Chutel also identifies as coloured and black.

“You can be both because, again, it comes back to that shared experience of oppression that all black people around the world have experienced. We all have a very similar story.”

Born in a family of “all hues”, she told the Independent on Saturday her story of being a dark-skinned girl growing up in a coloured community where colourism (as in all black communities) is rife and being fair had a “very real economic effect”.

She said your skin tone informed your marriage prospects, your job opportunities, and your parents were far more impressed if you were dating someone with light skin.

Growing up with “kroes” or “kinky” hair meant long hours of trying to make it straight. This has changed, and girls like her niece celebrate their hair and have a plethora of natural hair products to choose from.
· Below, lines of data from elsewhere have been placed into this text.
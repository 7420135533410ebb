//! Configuration file for the kadmesh CLI.

use kadmesh_dht::{DhtConfig, NodeId};
use serde::{Deserialize, Serialize};
use std::fs;
use std::path::{Path, PathBuf};

/// CLI configuration
#[derive(Debug, Clone, Serialize, Deserialize, Default)]
pub struct Config {
    /// Node identity and persistence
    #[serde(default)]
    pub node: NodeConfig,
    /// DHT tunables
    #[serde(default)]
    pub dht: DhtConfig,
    /// Logging configuration
    #[serde(default)]
    pub logging: LoggingConfig,
}

/// Node configuration
#[derive(Debug, Clone, Serialize, Deserialize)]
pub struct NodeConfig {
    /// Fixed node id (hex); random per run when absent
    #[serde(skip_serializing_if = "Option::is_none")]
    pub id: Option<String>,
    /// Routing state written on shutdown and read on start
    #[serde(default = "default_state_file")]
    pub state_file: PathBuf,
    /// Directory for diversifications, key-blocks and value versions
    #[serde(default = "default_storage_dir")]
    pub storage_dir: PathBuf,
    /// Seconds between status reports while running
    #[serde(default = "default_status_interval")]
    pub status_interval_secs: u64,
}

/// Logging configuration
#[derive(Debug, Clone, Serialize, Deserialize)]
pub struct LoggingConfig {
    /// Log level
    #[serde(default = "default_log_level")]
    pub level: String,
}

fn default_state_file() -> PathBuf {
    dirs::data_dir()
        .unwrap_or_else(|| PathBuf::from("/tmp"))
        .join("kadmesh/state.bin")
}

fn default_storage_dir() -> PathBuf {
    dirs::data_dir()
        .unwrap_or_else(|| PathBuf::from("/tmp"))
        .join("kadmesh/storage")
}

fn default_status_interval() -> u64 {
    300
}

fn default_log_level() -> String {
    "info".to_string()
}

impl Default for NodeConfig {
    fn default() -> Self {
        Self {
            id: None,
            state_file: default_state_file(),
            storage_dir: default_storage_dir(),
            status_interval_secs: default_status_interval(),
        }
    }
}

impl Default for LoggingConfig {
    fn default() -> Self {
        Self {
            level: default_log_level(),
        }
    }
}

impl Config {
    /// Load configuration from file
    ///
    /// # Errors
    ///
    /// Returns an error if the file cannot be read or parsed.
    pub fn load<P: AsRef<Path>>(path: P) -> anyhow::Result<Self> {
        let contents = fs::read_to_string(path)?;
        let config: Self = toml::from_str(&contents)?;
        Ok(config)
    }

    /// Save configuration to file
    ///
    /// # Errors
    ///
    /// Returns an error if the file cannot be written.
    pub fn save<P: AsRef<Path>>(&self, path: P) -> anyhow::Result<()> {
        let contents = toml::to_string_pretty(self)?;
        if let Some(parent) = path.as_ref().parent() {
            fs::create_dir_all(parent)?;
        }
        fs::write(path, contents)?;
        Ok(())
    }

    /// Default config path
    #[must_use]
    pub fn default_path() -> PathBuf {
        dirs::config_dir()
            .unwrap_or_else(|| PathBuf::from("/tmp"))
            .join("kadmesh/config.toml")
    }

    /// Load config from the default path, writing the defaults there if it
    /// does not exist yet
    ///
    /// # Errors
    ///
    /// Returns an error if reading or creating the config fails.
    pub fn load_or_default() -> anyhow::Result<Self> {
        let path = Self::default_path();
        if path.exists() {
            Self::load(&path)
        } else {
            let config = Self::default();
            config.save(&path)?;
            Ok(config)
        }
    }

    /// Configured node id
    ///
    /// # Errors
    ///
    /// Returns an error if the id is not 64 hex digits.
    pub fn node_id(&self) -> anyhow::Result<Option<NodeId>> {
        self.node
            .id
            .as_deref()
            .map(|hex| NodeId::from_hex(hex).ok_or_else(|| anyhow::anyhow!("Invalid node id: {hex}")))
            .transpose()
    }

    /// Validate configuration
    ///
    /// # Errors
    ///
    /// Returns an error if configuration is invalid.
    pub fn validate(&self) -> anyhow::Result<()> {
        self.node_id()?;
        self.dht.validate()?;

        if self.node.status_interval_secs == 0 {
            anyhow::bail!("Status interval must be at least one second");
        }

        let valid_log_levels = ["trace", "debug", "info", "warn", "error"];
        if !valid_log_levels.contains(&self.logging.level.to_lowercase().as_str()) {
            anyhow::bail!(
                "Invalid log level: {}. Must be one of: {}",
                self.logging.level,
                valid_log_levels.join(", ")
            );
        }
        Ok(())
    }
}

#[cfg(test)]
mod tests {
    use super::*;

    #[test]
    fn test_default_config() {
        let config = Config::default();
        assert!(config.validate().is_ok());
        assert_eq!(config.logging.level, "info");
        assert_eq!(config.dht, DhtConfig::default());
        assert!(config.node_id().unwrap().is_none());
    }

    #[test]
    fn test_config_validation() {
        let mut config = Config::default();
        config.logging.level = "loud".to_string();
        assert!(config.validate().is_err());

        config.logging.level = "DEBUG".to_string();
        config.node.id = Some("not-hex".to_string());
        assert!(config.validate().is_err());

        config.node.id = Some(NodeId::hash(b"me").to_hex());
        assert!(config.validate().is_ok());

        config.dht.k = 0;
        assert!(config.validate().is_err());
    }

    #[test]
    fn test_partial_file() {
        let dir = tempfile::tempdir().unwrap();
        let path = dir.path().join("config.toml");
        fs::write(
            &path,
            "[dht]\nnetwork = 7\nbootstrap = [\"192.0.2.1:6881\"]\n\n[logging]\nlevel = \"warn\"\n",
        )
        .unwrap();

        let config = Config::load(&path).unwrap();
        assert_eq!(config.dht.network, 7);
        assert_eq!(config.dht.bootstrap.len(), 1);
        assert_eq!(config.dht.k, DhtConfig::default().k);
        assert_eq!(config.logging.level, "warn");
        assert_eq!(config.node.status_interval_secs, 300);
        assert!(config.node.storage_dir.ends_with("kadmesh/storage"));
    }

    #[test]
    fn test_save_and_reload() {
        let dir = tempfile::tempdir().unwrap();
        let path = dir.path().join("nested/config.toml");
        let mut config = Config::default();
        config.node.id = Some(NodeId::hash(b"node").to_hex());
        config.dht.alpha = 3;
        config.save(&path).unwrap();

        let loaded = Config::load(&path).unwrap();
        assert_eq!(loaded.node.id, config.node.id);
        assert_eq!(loaded.dht.alpha, 3);
    }
}
impl UdpDhtTransport {
    /// Register on `config.bind_addr` for `config.network`.
    ///
    /// # Errors
    ///
    /// - `DhtError::Mux` if binding or registration fails
    /// - `DhtError::InvalidConfig` for a bad alien window or tunnel
    pub async fn bind(
        registry: Arc<MuxRegistry>,
        config: &DhtConfig,
        local_id: NodeId,
        instance_id: u32,
    ) -> Result<Arc<Self>, DhtError> {
        let cells = u32::try_from(config.alien_window_cells)
            .map_err(|_| DhtError::InvalidConfig("alien_window_cells too large".into()))?;
        let window = BloomWindow::new(cells, config.alien_window_period())
            .map_err(|e| DhtError::InvalidConfig(e.to_string().into()))?;
        let tunnel = config
            .tunnel
            .as_ref()
            .map(|t| BootstrapTunnel::new(t.seed, &t.url))
            .transpose()
            .map_err(|e| DhtError::InvalidConfig(e.to_string().into()))?;

        let inbound = Arc::new(Inbound::default());
        let handle = registry
            .register(config.bind_addr, config.network, inbound.clone())
            .await?;

        let addr = match config.external_addr {
            Some(addr) => addr,
            None => handle.local_addr()?,
        };
        let transport = Arc::new(Self {
            handle,
            registry,
            local: RwLock::new(Contact::new(local_id, addr).with_instance(instance_id)),
            handler: RwLock::new(None),
            pending: DashMap::new(),
            next_transaction: AtomicU64::new(rand::random()),
            low_priority: Semaphore::new(config.max_low_priority_outstanding),
            window,
            counters: RpcCounters::default(),
            reachability: Mutex::new(Reachability::default()),
            reachable: AtomicBool::new(false),
            tunnel,
            suspended: AtomicBool::new(false),
            closed: AtomicBool::new(false),
        });
        let _ = inbound.transport.set(Arc::downgrade(&transport));
        tracing::info!(
            "DHT transport for network {} on {}",
            transport.handle.network(),
            addr
        );
        Ok(transport)
    }

    /// Network id this transport serves
    #[must_use]
    pub fn network(&self) -> NetworkId {
        self.handle.network()
    }

    /// Locally bound address
    ///
    /// # Errors
    ///
    /// Returns `DhtError::Mux` if the socket cannot report its address
    pub fn local_addr(&self) -> Result<SocketAddr, DhtError> {
        Ok(self.handle.local_addr()?)
    }

    /// Byte and packet counters of this network
    #[must_use]
    pub fn transport_stats(&self) -> TransportStats {
        self.handle.stats()
    }

    /// Serve a datagram that arrived over the seed's HTTP tunnel.
    ///
    /// `datagram` includes the network header; the returned reply does too.
    /// Returns `None` for datagrams that are not requests for this network.
    pub fn handle_tunnelled_request(&self, datagram: &[u8], from: SocketAddr) -> Option<Vec<u8>> {
        let payload = self.strip_header(datagram)?;
        let packet = Packet::from_bytes(payload).ok()?;
        if !matches!(packet.body, Body::Request(_)) {
            return None;
        }
        let reply = self.process_request(packet, from)?;
        let bytes = reply.to_bytes().ok()?;
        Some(self.with_header(&bytes))
    }

    fn strip_header<'a>(&self, datagram: &'a [u8]) -> Option<&'a [u8]> {
        if datagram.len() < NETWORK_HEADER_LEN {
            return None;
        }
        let (header, payload) = datagram.split_at(NETWORK_HEADER_LEN);
        let mut network = [0u8; NETWORK_HEADER_LEN];
        network.copy_from_slice(header);
        (NetworkId::from_be_bytes(network) == self.handle.network()).then_some(payload)
    }

    fn with_header(&self, payload: &[u8]) -> Vec<u8> {
        let mut datagram = Vec::with_capacity(NETWORK_HEADER_LEN + payload.len());
        datagram.extend_from_slice(&self.handle.network().to_be_bytes());
        datagram.extend_from_slice(payload);
        datagram
    }

    async fn handle_datagram(&self, payload: &[u8], from: SocketAddr) {
        let packet = match Packet::from_bytes(payload) {
            Ok(packet) => packet,
            Err(e) => {
                tracing::debug!("Dropping malformed packet from {}: {}", from, e);
                return;
            }
        };

        match packet.body {
            Body::Reply(_) => self.handle_reply(packet, from),
            Body::Request(_) => {
                let Some(reply) = self.process_request(packet, from) else {
                    return;
                };
                match reply.to_bytes() {
                    Ok(bytes) => {
                        if let Err(e) = self.handle.send(&bytes, from).await {
                            tracing::debug!("Reply to {} failed: {}", from, e);
                        }
                    }
                    Err(e) => tracing::warn!("Cannot encode reply to {}: {}", from, e),
                }
            }
        }
    }

    fn handle_reply(&self, packet: Packet, from: SocketAddr) {
        let Some((_, pending)) = self
            .pending
            .remove_if(&packet.transaction_id, |_, p| p.addr == from)
        else {
            tracing::trace!(
                "Unmatched reply {} from {}",
                packet.transaction_id,
                from
            );
            return;
        };
        let _ = pending.reply.send(packet);
    }

    /// Run the alien check and the handler; returns the reply packet
    fn process_request(&self, packet: Packet, from: SocketAddr) -> Option<Packet> {
        let Body::Request(request) = packet.body else {
            return None;
        };
        if self.suspended.load(Ordering::Acquire) {
            tracing::trace!("Suspended, dropping request from {}", from);
            return None;
        }
        let kind = request.kind();
        let alien = self.window.check_address(&from);
        self.counters.record_received(kind, alien);

        let mut sender = packet.sender;
        sender.addr = from;
        sender.version = packet.protocol_version;

        let reply = if packet.protocol_version < MIN_PROTOCOL_VERSION {
            tracing::debug!(
                "Rejecting {} from {}: protocol version {}",
                kind.name(),
                from,
                packet.protocol_version
            );
            Reply::Error(ErrorCode::UnsupportedVersion {
                min: MIN_PROTOCOL_VERSION,
            })
        } else if self.closed.load(Ordering::Acquire) {
            Reply::Error(ErrorCode::Unavailable)
        } else {
            let handler = self
                .handler
                .read()
                .unwrap_or_else(|e| e.into_inner())
                .as_ref()
                .and_then(Weak::upgrade);
            match handler {
                Some(handler) => handler.handle_request(&sender, request),
                None => Reply::Error(ErrorCode::Unavailable),
            }
        };

        Some(Packet {
            transaction_id: packet.transaction_id,
            protocol_version: PROTOCOL_VERSION,
            sender: self.local_contact(),
            body: Body::Reply(reply),
        })
    }

    fn accept_reply(&self, kind: RequestKind, packet: Packet, addr: SocketAddr) -> RpcResult<(Contact, Reply)> {
        if packet.protocol_version < MIN_PROTOCOL_VERSION {
            tracing::debug!(
                "Reply from {} has unsupported version {}",
                addr,
                packet.protocol_version
            );
            return Err(RpcError::ProtocolMismatch {
                version: packet.protocol_version,
            });
        }
        let Body::Reply(reply) = packet.body else {
            return Err(RpcError::UnexpectedReply);
        };
        let mut sender = packet.sender;
        sender.addr = addr;
        sender.version = packet.protocol_version;
        let reply = check_reply(reply)?;
        self.counters.record_success(kind);
        Ok((sender, reply))
    }

    async fn request_via_tunnel(
        &self,
        tunnel: &BootstrapTunnel,
        kind: RequestKind,
        bytes: &[u8],
        to: SocketAddr,
    ) -> RpcResult<(Contact, Reply)> {
        tracing::debug!("Tunnelling {} to seed {}", kind.name(), to);
        let reply = tunnel
            .exchange(&self.with_header(bytes))
            .await
            .map_err(|e| RpcError::Failed(e.to_string()))?;
        let payload = self
            .strip_header(&reply)
            .ok_or_else(|| RpcError::Failed("tunnel reply for another network".to_string()))?;
        let packet = Packet::from_bytes(payload).map_err(|e| RpcError::Failed(e.to_string()))?;
        self.accept_reply(kind, packet, to)
    }

    fn update_reachability(&self) {
        let stats = self.counters.snapshot();
        let find_value = stats.get(RequestKind::FindValue).alien;
        let total = stats.total().alien;

        let mut state = self.reachability.lock().unwrap_or_else(|e| e.into_inner());
        let find_value_delta = find_value.saturating_sub(state.last_find_value) as f64;
        let total_delta = total.saturating_sub(state.last_total) as f64;
        state.last_find_value = find_value;
        state.last_total = total;
        state.find_value_avg += REACHABILITY_ALPHA * (find_value_delta - state.find_value_avg);
        state.total_avg += REACHABILITY_ALPHA * (total_delta - state.total_avg);

        let reachable = state.find_value_avg > REACHABLE_FIND_VALUE_RATE
            || state.total_avg > REACHABLE_TOTAL_RATE;
        if self.reachable.swap(reachable, Ordering::AcqRel) != reachable {
            tracing::info!(
                "Reachability changed: {} (alien find_value {:.2}/tick, all {:.2}/tick)",
                reachable,
                state.find_value_avg,
                state.total_avg
            );
        }
    }
}
//! Routing state export and import
//!
//! Layout: `b"KDST"`, a format version byte, the body length as a
//! big-endian `u32`, then the bincode body. The body holds the exporting
//! node's id and its best contacts, each with the number of seconds it has
//! been known alive.

use super::DhtControl;
use crate::contact::Contact;
use crate::node_id::NodeId;
use crate::routing::RoutedContact;
use bincode::Options;
use serde::{Deserialize, Serialize};
use std::io::{Read, Write};
use std::time::Instant;

/// State file magic
pub const STATE_MAGIC: &[u8; 4] = b"KDST";

/// Current format version
pub const STATE_VERSION: u8 = 1;

/// Largest body accepted on import
pub const MAX_STATE_BYTES: u32 = 1024 * 1024;

/// State export and import errors
#[derive(Debug, thiserror::Error)]
pub enum StateError {
    /// Stream failure
    #[error("I/O error: {0}")]
    Io(#[from] std::io::Error),

    /// Not a state file
    #[error("Bad state magic")]
    BadMagic,

    /// Written by an unknown format version
    #[error("Unsupported state version {0}")]
    UnsupportedVersion(u8),

    /// Body larger than [`MAX_STATE_BYTES`]
    #[error("State body of {0} bytes exceeds limit")]
    TooLarge(u32),

    /// Body could not be encoded or decoded
    #[error("State codec error: {0}")]
    Codec(String),
}

#[derive(Debug, Serialize, Deserialize)]
struct ExportedContact {
    contact: Contact,
    alive_secs: u64,
}

#[derive(Debug, Serialize, Deserialize)]
struct ExportedState {
    local_id: NodeId,
    contacts: Vec<ExportedContact>,
}

fn codec() -> impl Options {
    bincode::DefaultOptions::new()
        .with_limit(u64::from(MAX_STATE_BYTES))
        .with_fixint_encoding()
}

/// Export priority: imported contacts since seen alive, then other alive
/// contacts by time alive, then imported contacts that have not failed,
/// then the rest
fn export_rank(entry: &RoutedContact, imported: bool) -> u8 {
    match (imported, entry.alive) {
        (true, true) => 0,
        (false, true) => 1,
        (true, false) if entry.fails == 0 => 2,
        _ => 3,
    }
}

impl DhtControl {
    /// Write up to `max_contacts` of the best known contacts to `writer`;
    /// returns how many were written
    ///
    /// # Errors
    ///
    /// Returns `StateError` if encoding or writing fails
    pub fn export_state<W: Write>(&self, writer: &mut W, max_contacts: usize) -> Result<usize, StateError> {
        let now = Instant::now();
        let mut ranked: Vec<(u8, u64, Contact)> = {
            let router = self.router();
            router
                .entries()
                .map(|entry| {
                    let alive_secs = entry
                        .first_alive
                        .map_or(0, |at| now.saturating_duration_since(at).as_secs());
                    (
                        export_rank(entry, router.was_imported(&entry.contact.id)),
                        alive_secs,
                        entry.contact.clone(),
                    )
                })
                .collect()
        };
        ranked.sort_by(|a, b| a.0.cmp(&b.0).then_with(|| b.1.cmp(&a.1)));
        ranked.truncate(max_contacts);

        let state = ExportedState {
            local_id: self.local_id,
            contacts: ranked
                .into_iter()
                .map(|(_, alive_secs, contact)| ExportedContact {
                    contact,
                    alive_secs,
                })
                .collect(),
        };
        let body = codec()
            .serialize(&state)
            .map_err(|e| StateError::Codec(e.to_string()))?;
        let len = u32::try_from(body.len()).map_err(|_| StateError::TooLarge(u32::MAX))?;

        writer.write_all(STATE_MAGIC)?;
        writer.write_all(&[STATE_VERSION])?;
        writer.write_all(&len.to_be_bytes())?;
        writer.write_all(&body)?;
        writer.flush()?;
        tracing::debug!("Exported {} contacts", state.contacts.len());
        Ok(state.contacts.len())
    }

    /// Seed the routing table from a stream written by
    /// [`DhtControl::export_state`]; returns the number of contacts read
    ///
    /// # Errors
    ///
    /// Returns `StateError` for a foreign, unsupported, oversized or
    /// corrupt stream
    pub fn import_state<R: Read>(&self, reader: &mut R) -> Result<usize, StateError> {
        let mut magic = [0u8; 4];
        reader.read_exact(&mut magic)?;
        if &magic != STATE_MAGIC {
            return Err(StateError::BadMagic);
        }
        let mut version = [0u8; 1];
        reader.read_exact(&mut version)?;
        if version[0] != STATE_VERSION {
            return Err(StateError::UnsupportedVersion(version[0]));
        }
        let mut len = [0u8; 4];
        reader.read_exact(&mut len)?;
        let len = u32::from_be_bytes(len);
        if len > MAX_STATE_BYTES {
            return Err(StateError::TooLarge(len));
        }
        let mut body = vec![0u8; len as usize];
        reader.read_exact(&mut body)?;

        let state: ExportedState = codec()
            .deserialize(&body)
            .map_err(|e| StateError::Codec(e.to_string()))?;

        let mut router = self.router();
        for exported in &state.contacts {
            let id = exported.contact.id;
            router.contact_seen(exported.contact.clone(), false);
            router.mark_imported(id);
        }
        tracing::info!(
            "Imported {} contacts exported by {}",
            state.contacts.len(),
            state.local_id
        );
        Ok(state.contacts.len())
    }
}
Chutel said coloured was not a racial classification like it was during apartheid, an ethnicity with its own culture, food, music, history, language, and a way of doing things. “And that’s what we want people to see; we don't want them to fixate on this as a separate race because that’s just not what it is.”

She said in the US, people were horrified when she used the word coloured, and she had to explain that, for now, it was the only word to explain a very complicated history that involved people enslaved in Indonesia, Angola, Madagascar and Mozambique who were all taken to the Cape.

“And there were people who were kidnapped as the Great Trek happened, and they were then made to no longer be their own race; their names were changed, their religion was changed, so those people have also become what we now call coloured,” said Chutel.

The book addresses the common question faced by many coloured people, “what are you?”

Chutel said while there wasn't one way of being coloured, people, especially primary school teachers, often burdened bi-racial children to accept this identity even if they lacked the cultural or sociological experience of being coloured. Being biracial did not make you coloured, unless one of your parents was.

Chutel has a message for coloureds who feel that, in the past, they were not white enough, and now they are not black enough.

“We are enough just as we are. We have a place here. South Africa is as much ours as it is everybody else’s, and our story is the story of South Africa,” she said.

  • Coloured: How Classification became Culture is available at bookstores and as an e-book and retails at R270 and R210, respectively.